Dataset entries:
##############################
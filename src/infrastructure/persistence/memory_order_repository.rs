//! In-memory implementation of the order repository.

use dashmap::DashMap;
use dashmap::mapref::entry::Entry;
use tracing::debug;

use crate::domain::entities::{Order, OrderId, OrderPatch};
use crate::domain::repositories::OrderRepository;
use crate::error::AppError;

/// Process-local order storage backed by a [`DashMap`].
///
/// Every operation locks at most one shard, so handlers never block each
/// other for longer than a single map access. Contents vanish on restart.
#[derive(Debug, Default)]
pub struct InMemoryOrderRepository {
    orders: DashMap<OrderId, Order>,
}

impl InMemoryOrderRepository {
    /// Creates an empty repository.
    pub fn new() -> Self {
        debug!("Using in-memory order storage");
        Self {
            orders: DashMap::new(),
        }
    }
}

impl OrderRepository for InMemoryOrderRepository {
    fn insert_if_absent(&self, order: Order) -> Result<bool, AppError> {
        match self.orders.entry(order.id) {
            Entry::Vacant(slot) => {
                slot.insert(order);
                Ok(true)
            }
            Entry::Occupied(_) => Ok(false),
        }
    }

    fn find(&self, id: OrderId) -> Result<Option<Order>, AppError> {
        Ok(self.orders.get(&id).map(|entry| entry.value().clone()))
    }

    fn list(&self) -> Result<Vec<Order>, AppError> {
        Ok(self
            .orders
            .iter()
            .map(|entry| entry.value().clone())
            .collect())
    }

    fn update(&self, id: OrderId, patch: OrderPatch) -> Result<Option<Order>, AppError> {
        Ok(self.orders.get_mut(&id).map(|mut entry| {
            entry.apply(patch);
            entry.value().clone()
        }))
    }

    fn remove(&self, id: OrderId) -> Result<bool, AppError> {
        Ok(self.orders.remove(&id).is_some())
    }

    fn count(&self) -> Result<usize, AppError> {
        Ok(self.orders.len())
    }
}

#[cfg(test)]
mod tests {
    use super::*;
    use crate::domain::entities::UpdateMode;
    use serde_json::json;

    #[test]
    fn test_insert_and_find() {
        let repo = InMemoryOrderRepository::new();

        let inserted = repo
            .insert_if_absent(Order::new(3, json!({ "item": "latte" })))
            .unwrap();

        assert!(inserted);
        let found = repo.find(3).unwrap().unwrap();
        assert_eq!(found.record, json!({ "item": "latte" }));
    }

    #[test]
    fn test_insert_if_absent_rejects_taken_id() {
        let repo = InMemoryOrderRepository::new();
        repo.insert_if_absent(Order::new(3, json!({ "item": "latte" })))
            .unwrap();

        let inserted = repo
            .insert_if_absent(Order::new(3, json!({ "item": "mocha" })))
            .unwrap();

        assert!(!inserted);
        assert_eq!(
            repo.find(3).unwrap().unwrap().record,
            json!({ "item": "latte" })
        );
        assert_eq!(repo.count().unwrap(), 1);
    }

    #[test]
    fn test_find_missing() {
        let repo = InMemoryOrderRepository::new();
        assert!(repo.find(42).unwrap().is_none());
    }

    #[test]
    fn test_list_returns_all_orders() {
        let repo = InMemoryOrderRepository::new();
        for id in 0..5 {
            repo.insert_if_absent(Order::new(id, json!({ "n": id })))
                .unwrap();
        }

        let mut ids: Vec<OrderId> = repo.list().unwrap().into_iter().map(|o| o.id).collect();
        ids.sort_unstable();

        assert_eq!(ids, vec![0, 1, 2, 3, 4]);
    }

    #[test]
    fn test_update_existing() {
        let repo = InMemoryOrderRepository::new();
        repo.insert_if_absent(Order::new(1, json!({ "item": "latte" })))
            .unwrap();

        let updated = repo
            .update(
                1,
                OrderPatch {
                    record: json!({ "item": "flat white" }),
                    mode: UpdateMode::Replace,
                },
            )
            .unwrap()
            .unwrap();

        assert_eq!(updated.record, json!({ "item": "flat white" }));
        assert_eq!(repo.find(1).unwrap().unwrap(), updated);
    }

    #[test]
    fn test_update_missing_leaves_store_unchanged() {
        let repo = InMemoryOrderRepository::new();

        let updated = repo
            .update(
                9,
                OrderPatch {
                    record: json!({ "item": "tea" }),
                    mode: UpdateMode::Replace,
                },
            )
            .unwrap();

        assert!(updated.is_none());
        assert_eq!(repo.count().unwrap(), 0);
    }

    #[test]
    fn test_remove() {
        let repo = InMemoryOrderRepository::new();
        repo.insert_if_absent(Order::new(2, json!({}))).unwrap();

        assert!(repo.remove(2).unwrap());
        assert!(!repo.remove(2).unwrap());
        assert!(repo.find(2).unwrap().is_none());
    }
}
##############################
Problem to work on –
Look above for the line holding "use dashmap::mapref::entry::Entry;" and the line holding "an empty repository.", then output exactly those two lines and every line between them, nothing more.

Your response –
use dashmap::mapref::entry::Entry;
use tracing::debug;

use crate::domain::entities::{Order, OrderId, OrderPatch};
use crate::domain::repositories::OrderRepository;
use crate::error::AppError;

/// Process-local order storage backed by a [`DashMap`].
///
/// Every operation locks at most one shard, so handlers never block each
/// other for longer than a single map access. Contents vanish on restart.
#[derive(Debug, Default)]
pub struct InMemoryOrderRepository {
    orders: DashMap<OrderId, Order>,
}

impl InMemoryOrderRepository {
    /// Creates an empty repository.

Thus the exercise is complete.